Hello there. Welcome to Cigarette Burns. That adorable little shitstain you see in the picture up there is one of my cats, Murray. He has many fingers and toes.
First, I should tell you a little bit about me. I am 36. Born in August (Leo), I have one (1) wife, two (2) daughters. I also live with two (2) cats, who are assholes, and one (1) dog, who is cripple and smells very bad.
Whoa! I almost forgot! One (1) fish. He’s a blue “Betta” Fish, or “Mexican Fighting Fish” or whatever. His name is Smithers.
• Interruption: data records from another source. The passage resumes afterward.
use std::time::{Duration, Instant};

use mine_crawl_core::{Event, FrameSnapshot, InputFrame, Notice, Outcome, RoomId, Vec2};
use mine_crawl_simulation::{Session, SessionConfig, TickReport};
use mine_crawl_world::{query, GOLDEN_KEY, MAX_TREE_HEIGHT};

const TICK: Duration = Duration::from_millis(16);

fn config(seed: u64) -> SessionConfig {
    SessionConfig {
        seed,
        tree_height: 2,
        room_width: 800.0,
        room_height: 600.0,
        ..SessionConfig::default()
    }
}

#[test]
fn session_start_populates_the_first_room() {
    let session = Session::new(&config(1)).expect("session");
    let frame = session.frame();
    assert!(frame.room.is_some());
    assert_eq!(frame.enemies.len(), 15, "deepest leaves receive the base wave");
    assert!(frame
        .enemies
        .iter()
        .all(|enemy| (1..=1).contains(&enemy.level)));
}

#[test]
fn invalid_configuration_is_reported() {
    let error = Session::new(&SessionConfig {
        tree_height: -2,
        ..SessionConfig::default()
    })
    .expect_err("negative height");
    assert!(error.to_string().contains("-2"));
}

#[test]
fn paused_sessions_do_not_advance() {
    let mut session = Session::new(&config(2)).expect("session");
    let mut notices = Vec::new();

    session.set_paused(true, &mut notices);
    session.set_paused(true, &mut notices);
    let report = session.tick(TICK, &InputFrame::default(), &mut notices);
    assert!(report.events.is_empty());
    assert_eq!(query::tick_index(session.world()), 0);

    session.set_paused(false, &mut notices);
    let report = session.tick(TICK, &InputFrame::default(), &mut notices);
    assert!(matches!(report.events.first(), Some(Event::TimeAdvanced { .. })));
    assert_eq!(notices, vec![Notice::Paused, Notice::Resumed]);
}

#[test]
fn collapsing_the_current_room_relocates_the_player() {
    let mut session = Session::new(&config(3)).expect("session");
    let current = query::current_room(session.world()).expect("current");

    let events = session.collapse(current);
    assert!(events
        .iter()
        .any(|event| matches!(event, Event::CurrentRoomCollapsed { fallback: Some(_) })));

    let relocated = query::current_room(session.world()).expect("relocated");
    assert_ne!(relocated, current);
    assert!(query::graph(session.world()).children(relocated).is_empty());
    assert!(
        !session.frame().enemies.is_empty(),
        "entering the fallback leaf spawns its wave"
    );
}

#[test]
fn walking_through_the_open_exit_wins_once() {
    let mut session = Session::new(&SessionConfig {
        seed: 5,
        tree_height: 0,
        room_width: 800.0,
        room_height: 600.0,
        starting_keys: vec![GOLDEN_KEY.to_owned()],
        ..SessionConfig::default()
    })
    .expect("session");
    assert_eq!(query::current_room(session.world()), Some(RoomId::new(0)));
    let frame = session.frame();
    let exit = frame
        .room
        .as_ref()
        .and_then(|room| room.doors.iter().find(|door| door.is_win()))
        .expect("exit door");
    assert!(!exit.is_locked());
    assert_eq!(frame.enemies.len(), 1, "the guardian waits in the root");

    let waypoints = [Vec2::new(740.0, 540.0), Vec2::new(740.0, 26.0)];
    let mut leg = 0;
    let mut notices = Vec::new();
    let mut outcome = None;
    for _ in 0..1_000 {
        let position = query::player(session.world()).position();
        if leg == 0 && position.distance(waypoints[0]) < 4.0 {
            leg = 1;
        }
        let input = InputFrame {
            movement: (waypoints[leg] - position).normalize_or_zero(),
            selection: None,
        };
        let report = session.tick(TICK, &input, &mut notices);
        if report.outcome.is_some() {
            assert!(report
                .events
                .iter()
                .any(|event| matches!(event, Event::DoorReached { .. })));
            outcome = report.outcome;
            break;
        }
    }

    assert_eq!(outcome, Some(Outcome::Win));
    assert_eq!(session.outcome(), Some(Outcome::Win));
    assert_eq!(notices, vec![Notice::Win]);

    let after = session.tick(TICK, &InputFrame::default(), &mut notices);
    assert_eq!(after, TickReport::default());
    assert_eq!(notices, vec![Notice::Win]);
}

#[test]
fn deepest_dungeons_tick_without_rescanning_rooms() {
    let mut session = Session::new(&SessionConfig {
        seed: 9,
        tree_height: MAX_TREE_HEIGHT,
        ..SessionConfig::default()
    })
    .expect("session");
    assert_eq!(query::graph(session.world()).len(), (1 << 17) - 1);

    let mut notices = Vec::new();
    let started = Instant::now();
    for _ in 0..120 {
        let _ = session.tick(TICK, &InputFrame::default(), &mut notices);
    }
    let elapsed = started.elapsed();
    assert!(
        elapsed < Duration::from_secs(2),
        "120 ticks took {elapsed:?} in a {}-room dungeon",
        (1 << 17) - 1
    );
    assert_eq!(query::tick_index(session.world()), 120);
}

#[test]
fn deterministic_replay_produces_identical_sessions() {
    let first = replay(17);
    let second = replay(17);
    assert_eq!(first, second, "replay diverged between runs");

    let other = replay(18);
    assert_ne!(first, other, "different seeds should diverge");
}

#[derive(Debug, PartialEq)]
struct ReplayOutcome {
    events: Vec<Event>,
    frame: FrameSnapshot,
}

fn replay(seed: u64) -> ReplayOutcome {
    let mut session = Session::new(&config(seed)).expect("session");
    let mut notices = Vec::new();
    let mut events = Vec::new();

    for step in 0..600_u32 {
        let angle = step as f32 * 0.05;
        let input = InputFrame {
            movement: Vec2::new(angle.cos(), angle.sin()),
            selection: Some(0),
        };
        let report = session.tick(TICK, &input, &mut notices);
        events.extend(report.events);
        if report.outcome.is_some() {
            break;
        }
    }

    ReplayOutcome {
        events,
        frame: session.frame(),
    }
}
We’ve had him for about 4 years now and, despite my frequently forgetting/denying he exists, sometimes for weeks on end, he goes on living. He’s good people.
I love coffee. I love Coca-Cola. I have what are perhaps the World’s Longest Nipple Hair™. I play in a punk rock band with other aging punkers. I have a form of Papyrophobia – fear of paper. In my case wet paper, specifically.
This is the first time I attempt to write a blog, kinda. At least semi-seriously. I mean I tried it out in the old MySpace days, but I was in my early 20s and I wrote about my love of broccoli and melted cheddar cheese or something. For real. It was dumb.
Since then I have amassed, like, a shitload of XP and built myself a world that’s at once fucked-up, chaotic, blessed and beautiful. It’s a great time.
I once ate a cigarette in order to be allowed to smoke one in my friend’s car when I was 17.
So in this here space I will write about things I love, things I hate and things I don’t understand. I will complain about society’s bad habits. I will occasionally make things uncomfortable. I will often overshare.
I cannot poop without the shower on. Seriously. I have a pavlovian response each time. It’s weird.